Even if poachers do sneak into these areas, with intensive and blanket patrols they will be detected early and arrested.

But forest rangers need to be trained and equipped in order to perform at their best. Currently, their weapons are outdated and often cannot fire because they are old and broken.

''I would like to say that we have a system in place, and that we are getting what we need,'' said Mr Anak. ''The areas that have tigers tell us that they are well protected, so it is not acceptable that forest officials are punished every time tigers are killed in their areas.

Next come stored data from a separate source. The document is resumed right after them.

//! Staleness policy and the periodic scheduler that enqueues distillations.

use std::sync::Arc;
use std::time::Duration;

use chrono::{DateTime, Utc};
use serde_json::json;
use tokio::sync::watch;
use tokio::task::JoinHandle;
use tokio::time::MissedTickBehavior;
use tracing::{debug, info, instrument, warn};

use corelogic_shared::{DistillationConfig, Result, TriggeredBy};
use corelogic_storage::Store;

use crate::queue::JobQueue;

/// Decides whether a domain needs a fresh distillation.
#[derive(Debug, Clone, Copy, PartialEq, Eq)]
pub struct TriggerPolicy {
    pub min_knowledge_items: usize,
    pub interval: chrono::Duration,
}

impl TriggerPolicy {
    pub fn from_config(config: &DistillationConfig) -> Self {
        Self {
            min_knowledge_items: config.min_knowledge_items,
            interval: config.interval(),
        }
    }

    /// Below the minimum never triggers, regardless of age. With enough
    /// items, a domain without a version always triggers; otherwise it
    /// triggers once the active version is at least `interval` old.
    pub fn decide(
        &self,
        knowledge_items: usize,
        last_distilled: Option<DateTime<Utc>>,
        now: DateTime<Utc>,
    ) -> bool {
        if knowledge_items < self.min_knowledge_items {
            return false;
        }
        match last_distilled {
            None => true,
            Some(at) => now - at >= self.interval,
        }
    }

    pub async fn evaluate(
        &self,
        store: &dyn Store,
        domain_id: &str,
        now: DateTime<Utc>,
    ) -> Result<bool> {
        let count = store.count_knowledge_items(domain_id).await?;
        if count < self.min_knowledge_items {
            return Ok(false);
        }
        let last = store.get_last_distill_time(domain_id).await?;
        Ok(self.decide(count, last, now))
    }
}

/// Counts from one scheduler pass.
#[derive(Debug, Clone, Copy, Default, PartialEq, Eq)]
pub struct SchedulerReport {
    pub evaluated: usize,
    pub enqueued: usize,
    /// Due, but a job was already pending or running.
    pub skipped: usize,
    pub failed: usize,
}

pub struct Scheduler {
    store: Arc<dyn Store>,
    queue: JobQueue,
    policy: TriggerPolicy,
    priority: i32,
    check_interval: Duration,
}

impl Scheduler {
    pub fn new(store: Arc<dyn Store>, config: &DistillationConfig) -> Self {
        Self {
            queue: JobQueue::new(store.clone()),
            store,
            policy: TriggerPolicy::from_config(config),
            priority: config.default_priority,
            check_interval: config.check_interval(),
        }
    }

    pub fn policy(&self) -> &TriggerPolicy {
        &self.policy
    }

    /// Evaluate every domain once. A failing domain is logged and counted,
    /// never fatal to the pass.
    #[instrument(skip_all)]
    pub async fn run_once(&self, now: DateTime<Utc>) -> Result<SchedulerReport> {
        let domains = self.store.list_domains().await?;
        let mut report = SchedulerReport::default();

        for domain in &domains {
            report.evaluated += 1;
            match self.schedule_domain(&domain.id, now).await {
                Ok(Decision::Enqueued) => report.enqueued += 1,
                Ok(Decision::AlreadyQueued) => report.skipped += 1,
                Ok(Decision::NotDue) => {}
                Err(e) => {
                    report.failed += 1;
                    warn!(domain_id = %domain.id, error = %e, "domain evaluation failed");
                }
            }
        }

        info!(
            evaluated = report.evaluated,
            enqueued = report.enqueued,
            skipped = report.skipped,
            failed = report.failed,
            "scheduler pass complete"
        );
        Ok(report)
    }

    async fn schedule_domain(&self, domain_id: &str, now: DateTime<Utc>) -> Result<Decision> {
        if !self.policy.evaluate(self.store.as_ref(), domain_id, now).await? {
            return Ok(Decision::NotDue);
        }
        if self.store.has_open_job(domain_id).await? {
            debug!(domain_id, "distillation already queued");
            return Ok(Decision::AlreadyQueued);
        }
        self.queue
            .enqueue(domain_id, self.priority, TriggeredBy::Scheduled, json!({}))
            .await?;
        Ok(Decision::Enqueued)
    }

    /// Run a pass immediately, then every `check_interval` until shutdown.
    pub async fn run(&self, mut shutdown: watch::Receiver<bool>) {
        let mut ticker = tokio::time::interval(self.check_interval);
        ticker.set_missed_tick_behavior(MissedTickBehavior::Skip);
        info!(
            check_interval_secs = self.check_interval.as_secs(),
            "scheduler started"
        );

        while !*shutdown.borrow() {
            tokio::select! {
                _ = ticker.tick() => {
                    if let Err(e) = self.run_once(Utc::now()).await {
                        warn!(error = %e, "scheduler pass failed");
                    }
                }
                changed = shutdown.changed() => {
                    if changed.is_err() {
                        break;
                    }
                }
            }
        }
        info!("scheduler stopped");
    }
}

enum Decision {
    Enqueued,
    AlreadyQueued,
    NotDue,
}

pub fn spawn_scheduler_loop(
    scheduler: Arc<Scheduler>,
    shutdown: watch::Receiver<bool>,
) -> JoinHandle<()> {
    tokio::spawn(async move { scheduler.run(shutdown).await })
}

#[cfg(test)]
mod tests {
    use super::*;
    use crate::testing::{add_domain, add_items, content_with, seeded_store};
    use crate::versions::{VersionChainManager, VersionOrigin};
    use corelogic_shared::{DistillationJob, JobStatus};

    fn policy() -> TriggerPolicy {
        TriggerPolicy::from_config(&DistillationConfig::default())
    }

    #[test]
    fn decide_boundaries() {
        let p = policy();
        let now = Utc::now();
        assert!(!p.decide(4, None, now));
        assert!(p.decide(5, None, now));
        // Count gate wins over age.
        assert!(!p.decide(4, Some(now - chrono::Duration::days(30)), now));
        assert!(!p.decide(5, Some(now - chrono::Duration::hours(10)), now));
        assert!(p.decide(5, Some(now - chrono::Duration::hours(24)), now));
    }

    #[tokio::test]
    async fn new_domain_with_enough_items_is_enqueued() {
        let (store, domain) = seeded_store(6);
        let scheduler = Scheduler::new(store.clone(), &DistillationConfig::default());

        let report = scheduler.run_once(Utc::now()).await.unwrap();
        assert_eq!(report.enqueued, 1);

        let jobs: Vec<DistillationJob> = store.list_jobs(Some(&domain.id)).await.unwrap();
        assert_eq!(jobs.len(), 1);
        assert_eq!(jobs[0].status, JobStatus::Pending);
        assert_eq!(jobs[0].priority, 5);
        assert_eq!(jobs[0].triggered_by, TriggeredBy::Scheduled);
    }

    #[tokio::test]
    async fn recent_version_is_not_due() {
        let (store, domain) = seeded_store(6);
        let v = VersionChainManager::new(store.clone())
            .create_version(&domain.id, content_with(1, 1), VersionOrigin::Distilled {
                summary: None,
                knowledge_items: 6,
            })
            .await
            .unwrap();
        let p = policy();

        let ten_hours = v.created_at + chrono::Duration::hours(10);
        assert!(!p.evaluate(store.as_ref(), &domain.id, ten_hours).await.unwrap());
        let a_day = v.created_at + chrono::Duration::hours(24);
        assert!(p.evaluate(store.as_ref(), &domain.id, a_day).await.unwrap());

        let scheduler = Scheduler::new(store.clone(), &DistillationConfig::default());
        let report = scheduler.run_once(ten_hours).await.unwrap();
        assert_eq!(report, SchedulerReport {
            evaluated: 1,
            ..Default::default()
        });
        assert!(store.list_jobs(None).await.unwrap().is_empty());
    }

    #[tokio::test]
    async fn below_minimum_never_triggers() {
        let (store, domain) = seeded_store(4);
        let p = policy();
        assert!(!p.evaluate(store.as_ref(), &domain.id, Utc::now()).await.unwrap());

        add_items(&store, &domain, 1);
        assert!(p.evaluate(store.as_ref(), &domain.id, Utc::now()).await.unwrap());
    }

    #[tokio::test]
    async fn open_job_suppresses_duplicate() {
        let (store, _) = seeded_store(6);
        let scheduler = Scheduler::new(store.clone(), &DistillationConfig::default());

        scheduler.run_once(Utc::now()).await.unwrap();
        let second = scheduler.run_once(Utc::now()).await.unwrap();
        assert_eq!((second.enqueued, second.skipped), (0, 1));
        assert_eq!(store.list_jobs(None).await.unwrap().len(), 1);
    }

    #[tokio::test]
    async fn failing_domain_does_not_stop_the_pass() {
        let (store, broken) = seeded_store(6);
        let healthy = add_domain(&store, "healthy", 6);
        store.fail_domain(&broken.id, "index corrupted").unwrap();

        let scheduler = Scheduler::new(store.clone(), &DistillationConfig::default());
        let report = scheduler.run_once(Utc::now()).await.unwrap();
        assert_eq!(report.evaluated, 2);
        assert_eq!(report.failed, 1);
        assert_eq!(report.enqueued, 1);

        let jobs = store.list_jobs(None).await.unwrap();
        assert_eq!(jobs.len(), 1);
        assert_eq!(jobs[0].domain_id, healthy.id);
    }

    #[tokio::test]
    async fn run_evaluates_immediately_and_stops() {
        let (store, _) = seeded_store(6);
        let scheduler = Arc::new(Scheduler::new(store.clone(), &DistillationConfig::default()));
        let (tx, rx) = watch::channel(false);
        let handle = spawn_scheduler_loop(scheduler, rx);

        tokio::time::timeout(std::time::Duration::from_secs(5), async {
            while store.list_jobs(None).await.unwrap().is_empty() {
                tokio::time::sleep(std::time::Duration::from_millis(5)).await;
            }
        })
        .await
        .expect("first pass never ran");

        tx.send(true).unwrap();
        tokio::time::timeout(std::time::Duration::from_secs(5), handle)
            .await
            .expect("scheduler did not stop")
            .unwrap();
    }
}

''Scientific monitoring via smart patrols and transparent reporting, rather than punishment, will help this. We need this because wildlife conservation is something scientific and it needs transparency for effective management.''

Theerapat Prayurasiddhi, deputy park chief, agrees with Mr Anak that forest rangers need more support. He said the department is planning to discuss the issue with the Budget Bureau in order to ask it for more financial support.

Mr Theerapat said tigers are crucial to the ecosystem of Wefcom and the department has been trying every way it can to protect the species.

In addition to bolstering the management of the sanctuaries, the department will try to explore an action plan and set goals for tiger conservation up to 2022 and stress support for forest rangers' work as well as education among nearby communities.

Mr Theerapat also believes that poaching here links to networks across the border, and the department has been trying to work bilaterally with other states in order to have the criminal gangs suppressed.

''But in the long term, it's really about public awareness. If they care about wildlife and the forest, they will not go poaching,'' said Mr Theerapat.

FALLEN COMRADE: Forest rangers from Wefcom carry the body of Anthong Ngamying at his royally sponsored cremation ceremony last Sunday.

MORE EVIDENCE: Forest rangers find a temporary shelter and drug paraphernalia in Thung Yai- Naresuan forest.